Presidential and congressional incumbents seldom encounter a viable challenge in their primary bids, and therefore these races are rarely competitive. The advantage incumbents have in fund-raising, name recognition, and perquisites of office tend to discourage competition. Strong primary challenges to incumbents are more likely to emerge when the challengers’ chances of winning the nomination and general election campaigns are greater. Incumbent members of Congress who face strong primary challengers typically are those involved in a scandal, such as charges of unethical behavior, or those who stray from representing their constituents’ interests. Although a surprising number of incumbents are unlikely to suffer a primary defeat amid allegations of wrongdoing, their precarious position makes them much more susceptible to a general election defeat. At the presidential level, incumbents are often challenged when their presidential approval is low. Since 1972 and the post-reform era, no presidential incumbent candidate has been defeated during the nomination campaign. In contrast, the out party contest is always competitive in presidential primaries, though this is less the case in congressional races. In open contests where there is no incumbent running, both parties generally draw a long list of nomination contenders, and the contests are more competitive.

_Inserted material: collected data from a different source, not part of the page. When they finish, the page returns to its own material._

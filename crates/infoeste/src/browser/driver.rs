//! The capability boundary between the pipeline and a real browser.
//!
//! Every method is blocking; [`super::SessionManager`] runs them on the
//! blocking pool with a timeout.

use super::config::BrowserConfig;
use crate::error::ScrapeError;
use std::time::Duration;

/// Starts browser sessions.
pub trait BrowserDriver: Send + Sync + 'static {
    type Session: BrowserSession;

    /// Launches a browser and opens the page it will be driven through.
    ///
    /// Anything created before a failure must be released before returning.
    fn launch(&self, config: &BrowserConfig) -> Result<Self::Session, ScrapeError>;
}

/// One browser process plus its single page.
pub trait BrowserSession: Send + Sync + 'static {
    /// Navigates to `url` and waits for the load to settle.
    fn navigate(&self, url: &str, timeout: Duration) -> Result<(), ScrapeError>;

    /// Reloads the current page and waits for the load to settle.
    fn reload(&self, timeout: Duration) -> Result<(), ScrapeError>;

    /// Waits for `selector` to match in the top-level document.
    fn wait_for_selector(&self, selector: &str, timeout: Duration) -> Result<(), ScrapeError>;

    /// Evaluates a script in the page and returns its value as JSON.
    fn evaluate(&self, script: &str) -> Result<serde_json::Value, ScrapeError>;

    fn close_page(&self) -> Result<(), ScrapeError>;

    fn close(&self) -> Result<(), ScrapeError>;
}
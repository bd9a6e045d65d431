use axum::http::StatusCode;
use axum::response::{IntoResponse, Response};
use axum::Json;
use serde_json::json;

/// JSON error body shared by all endpoints.
#[derive(Debug)]
pub struct ApiErrorType {
    pub status: StatusCode,
    pub error: String,
    pub message: Option<String>,
}

impl From<(StatusCode, &str, Option<String>)> for ApiErrorType {
    fn from((status, error, message): (StatusCode, &str, Option<String>)) -> Self {
        Self {
            status,
            error: error.to_string(),
            message,
        }
    }
}

impl IntoResponse for ApiErrorType {
    fn into_response(self) -> Response {
        (
            self.status,
            Json(json!({
                "success": false,
                "error": self.error,
                "message": self.message,
            })),
        )
            .into_response()
    }
}
//! Lifecycle of the single long-lived browser session.
//!
//! ```text
//! Uninitialized -> Initializing -> Ready -> Closing -> Closed
//!        ^              |
//!        +--- failure --+
//! ```
//!
//! Concurrent start-ups collapse into one launch. Callers that lose the race
//! wait on a watch channel, bounded by `startup_wait_timeout`, and receive the
//! winner's error if the launch fails.
//!
//! A session whose browser connection drops goes back to `Uninitialized`,
//! so the next caller launches a fresh one.

use super::config::BrowserConfig;
use super::driver::{BrowserDriver, BrowserSession};
use crate::error::ScrapeError;
use serde::de::DeserializeOwned;
use std::sync::{Arc, Mutex, MutexGuard, PoisonError};
use std::time::{Duration, Instant};
use tokio::sync::watch;
use tracing::{debug, error, info, warn};

/// Extra time given to a blocking browser call beyond its own timeout, so the
/// browser's error is reported rather than ours.
const BLOCKING_GRACE: Duration = Duration::from_secs(2);

/// Start-up result broadcast to waiting callers; `None` while in flight.
type StartupOutcome = Option<Result<(), ScrapeError>>;

enum Phase<S> {
    Uninitialized,
    Initializing(watch::Receiver<StartupOutcome>),
    Ready(Arc<S>),
    Closing,
    Closed,
}

/// Observable lifecycle state of a [`SessionManager`].
#[derive(Debug, Clone, Copy, PartialEq, Eq)]
pub enum SessionState {
    Uninitialized,
    Initializing,
    Ready,
    Closing,
    Closed,
}

/// Owns exactly one browser session and its page.
pub struct SessionManager<D: BrowserDriver> {
    driver: Arc<D>,
    config: BrowserConfig,
    phase: Mutex<Phase<D::Session>>,
    /// Last URL navigated to successfully; a repeat visit reloads instead
    last_url: Mutex<Option<String>>,
    /// Serializes use of the single page
    page: tokio::sync::Mutex<()>,
}

/// Exclusive access to the live page, held while a caller drives it.
pub struct PageLease<'a, D: BrowserDriver> {
    manager: &'a SessionManager<D>,
    session: Arc<D::Session>,
    _guard: tokio::sync::MutexGuard<'a, ()>,
}

enum Step<'a, D: BrowserDriver> {
    Launch(StartupTicket<'a, D>),
    Wait(watch::Receiver<StartupOutcome>),
}

/// Held by the caller performing start-up. If that caller is dropped before
/// finishing, the manager falls back to `Uninitialized` and the closed
/// channel wakes waiters so one of them can retry.
struct StartupTicket<'a, D: BrowserDriver> {
    manager: &'a SessionManager<D>,
    tx: Option<watch::Sender<StartupOutcome>>,
}

impl<D: BrowserDriver> StartupTicket<'_, D> {
    fn notify(mut self, outcome: Result<(), ScrapeError>) {
        if let Some(tx) = self.tx.take() {
            // No receivers left is fine
            let _ = tx.send(Some(outcome));
        }
    }
}

impl<D: BrowserDriver> Drop for StartupTicket<'_, D> {
    fn drop(&mut self) {
        if self.tx.take().is_some() {
            warn!("Browser start-up abandoned before completion");
            let mut phase = self.manager.lock_phase();
            if matches!(*phase, Phase::Initializing(_)) {
                *phase = Phase::Uninitialized;
            }
        }
    }
}

impl<D: BrowserDriver> SessionManager<D> {
    pub fn new(driver: D, config: BrowserConfig) -> Self {
        Self {
            driver: Arc::new(driver),
            config,
            phase: Mutex::new(Phase::Uninitialized),
            last_url: Mutex::new(None),
            page: tokio::sync::Mutex::new(()),
        }
    }

    fn lock_phase(&self) -> MutexGuard<'_, Phase<D::Session>> {
        self.phase.lock().unwrap_or_else(PoisonError::into_inner)
    }

    fn lock_last_url(&self) -> MutexGuard<'_, Option<String>> {
        self.last_url.lock().unwrap_or_else(PoisonError::into_inner)
    }

    pub fn state(&self) -> SessionState {
        match *self.lock_phase() {
            Phase::Uninitialized => SessionState::Uninitialized,
            Phase::Initializing(_) => SessionState::Initializing,
            Phase::Ready(_) => SessionState::Ready,
            Phase::Closing => SessionState::Closing,
            Phase::Closed => SessionState::Closed,
        }
    }

    pub fn is_ready(&self) -> bool {
        self.state() == SessionState::Ready
    }

    /// Returns the live session, starting it if needed.
    ///
    /// Only one caller launches the browser; the others wait for its outcome.
    pub async fn ensure_ready(&self) -> Result<Arc<D::Session>, ScrapeError> {
        loop {
            let step = {
                let mut phase = self.lock_phase();
                match &*phase {
                    Phase::Ready(session) => return Ok(Arc::clone(session)),
                    Phase::Closing | Phase::Closed => return Err(shut_down()),
                    Phase::Initializing(rx) => Step::Wait(rx.clone()),
                    Phase::Uninitialized => {
                        let (tx, rx) = watch::channel(None);
                        *phase = Phase::Initializing(rx);
                        Step::Launch(StartupTicket {
                            manager: self,
                            tx: Some(tx),
                        })
                    }
                }
            };

            match step {
                Step::Launch(ticket) => return self.start(ticket).await,
                Step::Wait(rx) => self.wait_for_startup(rx).await?,
            }
        }
    }

    async fn wait_for_startup(
        &self,
        mut rx: watch::Receiver<StartupOutcome>,
    ) -> Result<(), ScrapeError> {
        debug!("Browser start-up in progress, waiting");
        let timeout = self.config.startup_wait_timeout;

        let outcome = match tokio::time::timeout(timeout, rx.wait_for(Option::is_some)).await {
            Err(_) => {
                return Err(ScrapeError::SessionUnavailable {
                    message: format!(
                        "Timed out after {:.1}s waiting for browser start-up",
                        timeout.as_secs_f64()
                    ),
                })
            }
            // Winner went away; the caller loops and may become the new winner
            Ok(Err(_)) => None,
            Ok(Ok(outcome)) => outcome.clone(),
        };

        match outcome {
            Some(Err(e)) => Err(e),
            _ => Ok(()),
        }
    }

    async fn start(&self, ticket: StartupTicket<'_, D>) -> Result<Arc<D::Session>, ScrapeError> {
        info!("Starting browser session");
        let started = Instant::now();

        let driver = Arc::clone(&self.driver);
        let config = self.config.clone();
        let launch = tokio::task::spawn_blocking(move || driver.launch(&config));

        // A launch that outlives the timeout finishes in the background and its
        // session is dropped with the detached task
        let launched = match tokio::time::timeout(self.config.launch_timeout, launch).await {
            Err(_) => Err(ScrapeError::SessionUnavailable {
                message: format!(
                    "Browser launch timed out after {:.1}s",
                    self.config.launch_timeout.as_secs_f64()
                ),
            }),
            Ok(Err(join_error)) => Err(ScrapeError::SessionUnavailable {
                message: format!("Browser launch task failed: {join_error}"),
            }),
            Ok(Ok(result)) => result,
        };

        let result = match launched {
            Ok(session) => {
                let session = Arc::new(session);
                if self.install(&session) {
                    info!(
                        duration_ms = started.elapsed().as_millis() as u64,
                        "Browser session ready"
                    );
                    Ok(session)
                } else {
                    warn!("Browser started after shutdown began; closing it");
                    self.close_session(session).await;
                    Err(shut_down())
                }
            }
            Err(e) => {
                error!(error = %e, "Browser start-up failed");
                let mut phase = self.lock_phase();
                if matches!(*phase, Phase::Initializing(_)) {
                    *phase = Phase::Uninitialized;
                }
                Err(e)
            }
        };

        ticket.notify(result.as_ref().map(|_| ()).map_err(Clone::clone));
        result
    }

    /// Moves `Initializing` to `Ready`. False if shutdown started meanwhile.
    fn install(&self, session: &Arc<D::Session>) -> bool {
        let mut phase = self.lock_phase();
        if matches!(*phase, Phase::Initializing(_)) {
            *phase = Phase::Ready(Arc::clone(session));
            true
        } else {
            false
        }
    }

    fn forget_url(&self) {
        self.lock_last_url().take();
    }

    /// Opens `url` on the page and returns exclusive access to it.
    ///
    /// A repeat of the last successful URL reloads the page instead, which
    /// also resets the upstream page's client-side selection state.
    pub async fn navigate_to(
        &self,
        url: &str,
        timeout: Duration,
    ) -> Result<PageLease<'_, D>, ScrapeError> {
        let session = self.ensure_ready().await?;
        let guard = self.page.lock().await;

        let reload = self.lock_last_url().as_deref() == Some(url);
        let result = if reload {
            debug!(url, "Revisiting last URL, reloading");
            run_blocking(&session, "reloading page", timeout, move |s| {
                s.reload(timeout)
            })
            .await
        } else {
            info!(url, "Navigating");
            let target = url.to_string();
            run_blocking(&session, "navigating", timeout, move |s| {
                s.navigate(&target, timeout)
            })
            .await
        };

        match self.check_connection(&session, result).await {
            Ok(()) => {
                *self.lock_last_url() = Some(url.to_string());
                Ok(PageLease {
                    manager: self,
                    session,
                    _guard: guard,
                })
            }
            Err(e) => {
                // Next attempt starts from a fresh navigation
                self.forget_url();
                warn!(url, error = %e, "Navigation failed");
                Err(e)
            }
        }
    }

    /// Passes `result` through, discarding `session` first when it reports
    /// that the browser is gone.
    async fn check_connection<T>(
        &self,
        session: &Arc<D::Session>,
        result: Result<T, ScrapeError>,
    ) -> Result<T, ScrapeError> {
        if let Err(ScrapeError::SessionUnavailable { .. }) = &result {
            self.discard(session).await;
        }
        result
    }

    /// Drops `session` if it is still the live one and closes it.
    async fn discard(&self, session: &Arc<D::Session>) {
        let live = {
            let mut phase = self.lock_phase();
            let live = matches!(&*phase, Phase::Ready(current) if Arc::ptr_eq(current, session));
            if live {
                *phase = Phase::Uninitialized;
            }
            live
        };

        if live {
            warn!("Browser session lost; the next request starts a new one");
            self.forget_url();
            self.close_session(Arc::clone(session)).await;
        }
    }

    /// Closes the page and then the browser.
    ///
    /// Runs once; later calls return immediately. Close failures are logged,
    /// and a close that exceeds `close_timeout` is abandoned.
    pub async fn cleanup(&self) {
        let session = {
            let mut phase = self.lock_phase();
            match std::mem::replace(&mut *phase, Phase::Closing) {
                Phase::Closing => return,
                Phase::Closed => {
                    *phase = Phase::Closed;
                    debug!("Browser session already closed");
                    return;
                }
                Phase::Ready(session) => Some(session),
                Phase::Uninitialized | Phase::Initializing(_) => None,
            }
        };

        info!("Closing browser session");
        if let Some(session) = session {
            self.close_session(session).await;
        }

        self.forget_url();
        *self.lock_phase() = Phase::Closed;
        info!("Browser session closed");
    }

    async fn close_session(&self, session: Arc<D::Session>) {
        let close = tokio::task::spawn_blocking(move || {
            if let Err(e) = session.close_page() {
                warn!(error = %e, "Failed to close page");
            }
            if let Err(e) = session.close() {
                warn!(error = %e, "Failed to close browser");
            }
        });

        match tokio::time::timeout(self.config.close_timeout, close).await {
            Err(_) => warn!(
                timeout_secs = self.config.close_timeout.as_secs_f64(),
                "Browser close timed out; abandoning it"
            ),
            Ok(Err(join_error)) => warn!(error = %join_error, "Browser close task failed"),
            Ok(Ok(())) => {}
        }
    }
}

impl<D: BrowserDriver> PageLease<'_, D> {
    /// Evaluates a script in the page.
    pub async fn evaluate(
        &self,
        script: &str,
        timeout: Duration,
    ) -> Result<serde_json::Value, ScrapeError> {
        let script = script.to_string();
        let result = run_blocking(&self.session, "evaluating script", timeout, move |s| {
            s.evaluate(&script)
        })
        .await;
        self.manager.check_connection(&self.session, result).await
    }

    /// Evaluates a script that returns a JSON string and decodes it.
    pub async fn evaluate_json<T: DeserializeOwned>(
        &self,
        script: &str,
        timeout: Duration,
    ) -> Result<T, ScrapeError> {
        match self.evaluate(script, timeout).await? {
            serde_json::Value::String(raw) => Ok(serde_json::from_str(&raw)?),
            other => Err(ScrapeError::Script {
                message: format!("Expected a JSON string from the page, got {other}"),
            }),
        }
    }

    pub async fn wait_for_selector(
        &self,
        selector: &str,
        timeout: Duration,
    ) -> Result<(), ScrapeError> {
        let target = selector.to_string();
        let result = run_blocking(&self.session, "waiting for selector", timeout, move |s| {
            s.wait_for_selector(&target, timeout)
        })
        .await;
        self.manager.check_connection(&self.session, result).await
    }
}

/// Runs a blocking browser call on the blocking pool, bounded by `timeout`.
async fn run_blocking<S, T, F>(
    session: &Arc<S>,
    operation: &str,
    timeout: Duration,
    call: F,
) -> Result<T, ScrapeError>
where
    S: BrowserSession,
    T: Send + 'static,
    F: FnOnce(&S) -> Result<T, ScrapeError> + Send + 'static,
{
    let session = Arc::clone(session);
    let task = tokio::task::spawn_blocking(move || call(session.as_ref()));

    match tokio::time::timeout(timeout + BLOCKING_GRACE, task).await {
        Err(_) => Err(ScrapeError::timeout(operation, timeout)),
        Ok(Err(join_error)) => Err(ScrapeError::SessionUnavailable {
            message: format!("{operation} failed: {join_error}"),
        }),
        Ok(Ok(result)) => result,
    }
}

fn shut_down() -> ScrapeError {
    ScrapeError::SessionUnavailable {
        message: "Session manager has been shut down".to_string(),
    }
}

IMPACT ON VOTERS AND PARTIES

Primaries are candidate-centered contests where candidates act strategically, directly appealing to voters. Because party identification is not a voting cue, candidate attributes figure strongly in voter decision-making. Candidate-centered contests lead to intraparty factionalization as candidates directly compete against one another for voter support. Primary factionalization, however, appears to play at best a modest role in general election outcomes. Though early research in congressional and presidential races found that the party with the more divisive primary (defined as primaries with more contentious contests and usually based on margin of victory measures) loses votes in the general election race, late-twentieth-century models demonstrate little effect once candidate quality is considered. In a presidential contest, the party appears to heal from internal divisions as the focus of the race turns to the interparty general election fight; similar factors may be at work in congressional elections. Presidential research indicates that primary supporters of losers often turn their efforts to support the party or the party nominee in the general election campaign. At the congressional level, party activists who supported a losing candidate in a divisive primary were less active on behalf of the party nominee in the short term but still expressed interest in long-term party involvement. Thus primary campaigns are a unique opportunity for new party entrants, regardless of who they supported, to become mobilized and be a resource for general election party activity and other future party activity.